Guest blog by Dr. Trustin Domes, Director of Admissions

Earlier this week we announced a renewed approach to MD admissions in our college.

Over the past few years, the admissions team and a broad range of stakeholders have looked at our processes with a focus on ensuring we attract a strong applicant pool. We are ultimately striving for successful candidates who will be the best trainees for our province and who will find success and fulfillment of their own aspirations in our program. In other words, we have developed a more robust approach to make sure that applicants are a good fit for us, and we are a good fit for them.

After an external review of MD admissions in 2019 followed by a visioning retreat in early 2020, stakeholders strongly endorsed that those admitted into the CoM medical doctor program should have a strong personal connection to the province, that we need more diversity in our processes and applicants, and that we need more data to drive our decisions going forward.

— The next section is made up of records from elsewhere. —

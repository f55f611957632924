//! Subscription state as mirrored from the payment provider.
//!
//! The provider is the source of truth: every write to the subscription
//! store is a full-state upsert of its current view, never a local delta.

use serde::{Deserialize, Serialize};

use crate::domain::foundation::{Timestamp, UserId};

/// Subscription status reported by the payment provider.
///
/// Provider-defined values we do not model explicitly are preserved verbatim
/// in `Other` so the stored status always reflects what the provider said.
#[derive(Debug, Clone, PartialEq, Eq, Serialize, Deserialize)]
#[serde(rename_all = "snake_case")]
pub enum SubscriptionStatus {
    Trialing,
    Active,
    PastDue,
    Unpaid,
    Canceled,
    Incomplete,
    IncompleteExpired,
    Paused,
    #[serde(untagged)]
    Other(String),
}

impl SubscriptionStatus {
    /// Parses a provider status string.
    pub fn parse(s: &str) -> Self {
        match s {
            "trialing" => Self::Trialing,
            "active" => Self::Active,
            "past_due" => Self::PastDue,
            "unpaid" => Self::Unpaid,
            "canceled" => Self::Canceled,
            "incomplete" => Self::Incomplete,
            "incomplete_expired" => Self::IncompleteExpired,
            "paused" => Self::Paused,
            other => Self::Other(other.to_string()),
        }
    }

    /// The provider's string form, as stored in the database.
    pub fn as_str(&self) -> &str {
        match self {
            Self::Trialing => "trialing",
            Self::Active => "active",
            Self::PastDue => "past_due",
            Self::Unpaid => "unpaid",
            Self::Canceled => "canceled",
            Self::Incomplete => "incomplete",
            Self::IncompleteExpired => "incomplete_expired",
            Self::Paused => "paused",
            Self::Other(s) => s,
        }
    }
}

/// Marks whether a status represents a real subscription start.
///
/// Once a user's subscription reaches `trialing` or `active`, their one-time
/// trial is considered consumed. The flag this feeds is monotonic: it is set
/// true exactly once and never cleared by this service.
pub fn grants_trial_use(status: &SubscriptionStatus) -> bool {
    matches!(
        status,
        SubscriptionStatus::Trialing | SubscriptionStatus::Active
    )
}

/// Billing platform a subscription row originates from.
#[derive(Debug, Clone, Copy, PartialEq, Eq, Serialize, Deserialize)]
#[serde(rename_all = "lowercase")]
pub enum Platform {
    Stripe,
    Ios,
}

impl Platform {
    pub fn as_str(&self) -> &'static str {
        match self {
            Platform::Stripe => "stripe",
            Platform::Ios => "ios",
        }
    }
}

/// The provider's current view of a subscription.
///
/// Produced either by parsing a webhook payload or by fetching the live
/// subscription over the provider API; both paths yield the same shape.
#[derive(Debug, Clone, PartialEq)]
pub struct ProviderSubscription {
    pub id: String,
    pub customer_id: Option<String>,
    pub status: SubscriptionStatus,
    pub price_id: Option<String>,
    pub current_period_end: Option<Timestamp>,
    pub trial_end: Option<Timestamp>,
    pub cancel_at_period_end: bool,
    /// Payment method id, when the subscription carries one.
    pub default_payment_method: Option<String>,
    /// User id planted in subscription metadata by checkout-session creation.
    pub metadata_user_id: Option<UserId>,
}

/// One durable subscription row, keyed by user id.
///
/// At most one row exists per user; every write is an upsert on that key.
#[derive(Debug, Clone, PartialEq)]
pub struct SubscriptionRecord {
    pub user_id: UserId,
    pub stripe_subscription_id: Option<String>,
    pub status: SubscriptionStatus,
    pub price_id: Option<String>,
    pub current_period_end: Option<Timestamp>,
    pub trial_end: Option<Timestamp>,
    pub cancel_at_period_end: bool,
    pub platform: Platform,
    pub product_id: Option<String>,
    pub transaction_id: Option<String>,
    pub updated_at: Timestamp,
}

impl SubscriptionRecord {
    /// Builds the row for a user from the provider's current subscription
    /// view. Pure; the reconciler calls this for every mirror write.
    pub fn from_provider(user_id: UserId, sub: &ProviderSubscription) -> Self {
        Self {
            user_id,
            stripe_subscription_id: Some(sub.id.clone()),
            status: sub.status.clone(),
            price_id: sub.price_id.clone(),
            current_period_end: sub.current_period_end,
            trial_end: sub.trial_end,
            cancel_at_period_end: sub.cancel_at_period_end,
            platform: Platform::Stripe,
            product_id: None,
            transaction_id: None,
            updated_at: Timestamp::now(),
        }
    }

    /// Builds the terminal row for a deletion event: status forced to
    /// `canceled` and cancel-at-period-end forced true, regardless of what
    /// the payload carried.
    pub fn canceled_from_provider(user_id: UserId, sub: &ProviderSubscription) -> Self {
        let mut record = Self::from_provider(user_id, sub);
        record.status = SubscriptionStatus::Canceled;
        record.cancel_at_period_end = true;
        record
    }
}

#[cfg(test)]
mod tests {
    use super::*;

    fn provider_sub(status: SubscriptionStatus) -> ProviderSubscription {
        ProviderSubscription {
            id: "sub_123".to_string(),
            customer_id: Some("cus_123".to_string()),
            status,
            price_id: Some("price_monthly".to_string()),
            current_period_end: Timestamp::from_unix(1_735_689_600),
            trial_end: None,
            cancel_at_period_end: false,
            default_payment_method: None,
            metadata_user_id: None,
        }
    }

    #[test]
    fn status_parse_known_values() {
        assert_eq!(
            SubscriptionStatus::parse("trialing"),
            SubscriptionStatus::Trialing
        );
        assert_eq!(
            SubscriptionStatus::parse("past_due"),
            SubscriptionStatus::PastDue
        );
        assert_eq!(
            SubscriptionStatus::parse("canceled"),
            SubscriptionStatus::Canceled
        );
    }

    #[test]
    fn status_preserves_unknown_values() {
        let status = SubscriptionStatus::parse("some_future_status");
        assert_eq!(
            status,
            SubscriptionStatus::Other("some_future_status".to_string())
        );
        assert_eq!(status.as_str(), "some_future_status");
    }

    #[test]
    fn status_as_str_roundtrip() {
        for s in [
            "trialing",
            "active",
            "past_due",
            "unpaid",
            "canceled",
            "incomplete",
            "incomplete_expired",
            "paused",
        ] {
            assert_eq!(SubscriptionStatus::parse(s).as_str(), s);
        }
    }

    #[test]
    fn trial_use_granted_for_trialing_and_active() {
        assert!(grants_trial_use(&SubscriptionStatus::Trialing));
        assert!(grants_trial_use(&SubscriptionStatus::Active));

        assert!(!grants_trial_use(&SubscriptionStatus::PastDue));
        assert!(!grants_trial_use(&SubscriptionStatus::Canceled));
        assert!(!grants_trial_use(&SubscriptionStatus::Incomplete));
        assert!(!grants_trial_use(&SubscriptionStatus::Other("x".into())));
    }

    #[test]
    fn record_mirrors_provider_state() {
        let user_id = UserId::new();
        let sub = provider_sub(SubscriptionStatus::Trialing);

        let record = SubscriptionRecord::from_provider(user_id, &sub);

        assert_eq!(record.user_id, user_id);
        assert_eq!(record.stripe_subscription_id.as_deref(), Some("sub_123"));
        assert_eq!(record.status, SubscriptionStatus::Trialing);
        assert_eq!(record.price_id.as_deref(), Some("price_monthly"));
        assert!(!record.cancel_at_period_end);
        assert_eq!(record.platform, Platform::Stripe);
    }

    #[test]
    fn canceled_record_forces_terminal_fields() {
        let user_id = UserId::new();
        // Deletion payloads can still carry a live-looking status.
        let sub = provider_sub(SubscriptionStatus::Active);

        let record = SubscriptionRecord::canceled_from_provider(user_id, &sub);

        assert_eq!(record.status, SubscriptionStatus::Canceled);
        assert!(record.cancel_at_period_end);
        assert_eq!(record.stripe_subscription_id.as_deref(), Some("sub_123"));
    }
}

In response, an admissions renewal committee was created, composed of five subcommittees, with the task of evaluating and operationalizing the proposed recommendations. The committee was diverse, with broad representation from across the province and included medical students, residents, faculty, staff, patients, the Division of Social Accountability, Indigenous Admissions, our Regina campus, the University of Regina, the Saskatchewan Medical Association, First Nations and Metis Knowledge Keepers, and Métis Nation–Saskatchewan.  Each subcommittee focused on a different priority area to be considered for selection to the program.  These priority areas are academic preparedness, diversity, communications skills/emotional intelligence, Saskatchewan “connectedness,” and professionalism.

Based on the admissions renewal and admissions committee work, the following changes to MD admissions have been recently approved through all university governance processes:

  • submission of short personal essay(s)—opportunity for applicants to share their background and relevant experiences
  • participation in a panel interview
  • minimum entrance average requirement of 80% for all applicants (a lower average of 75% for Saskatchewan-residents had been introduced when there was a shift to a four-year degree requirement in consideration of a smaller applicant pool; the applicant pool has increased now to historic levels and this new threshold would not have significantly disadvantaged the last four years of matriculants)
  • implementation of an Indigenous Admissions Circle, which will increase Indigenous representation and add a more holistic and cultural lens to the admissions process for Indigenous applicants; the goal is increasing the number of Indigenous applicants and students in the program, and strengthening our college’s response to the Calls to Action of the Truth and Reconciliation Commission (TRC)
  • introduction of an Indigenous studies prerequisite beginning with 2024 applicants, also a response to the TRC Calls to Action
  • the Diversity and Social Accountability Admissions Program (DSAAP) will be expanded by transitioning it from an opt-in program (where applicants had to meet a strict financial threshold) to an opt-out program where all applicants will have the opportunity to respond to the DSAAP questionnaire and a DSAAP index will be calculated based on those responses
  • the Saskatchewan resident and non-Saskatchewan resident pools will be eliminated and applicants will be assessed through a Saskatchewan connectedness index based on admission factors linked to continued practice within the province; the goal is to admit more applicants that have a greater chance of practicing in the province after completing their medical studies

Existing requirements of a four-year degree, the MCAT exam and participation in multiple mini-interviews will continue.

I want to thank everyone who offered feedback and participated in our admissions renewal process. This critical and time-intensive work helped us to collaboratively arrive at new processes and procedures that are evidence-informed and strategically aligned.

Our admissions team is excited to begin implementing these new changes! Our goal is to admit a diverse incoming medical school class that will not only be successful in our program but will also reflect the patients that we serve in Saskatchewan, will have a propensity to develop leadership capacity and will have a desire to serve the province as future physicians. I believe we are well on our way to achieving these important goals in medical education and, ultimately, delivery of care for Saskatchewan.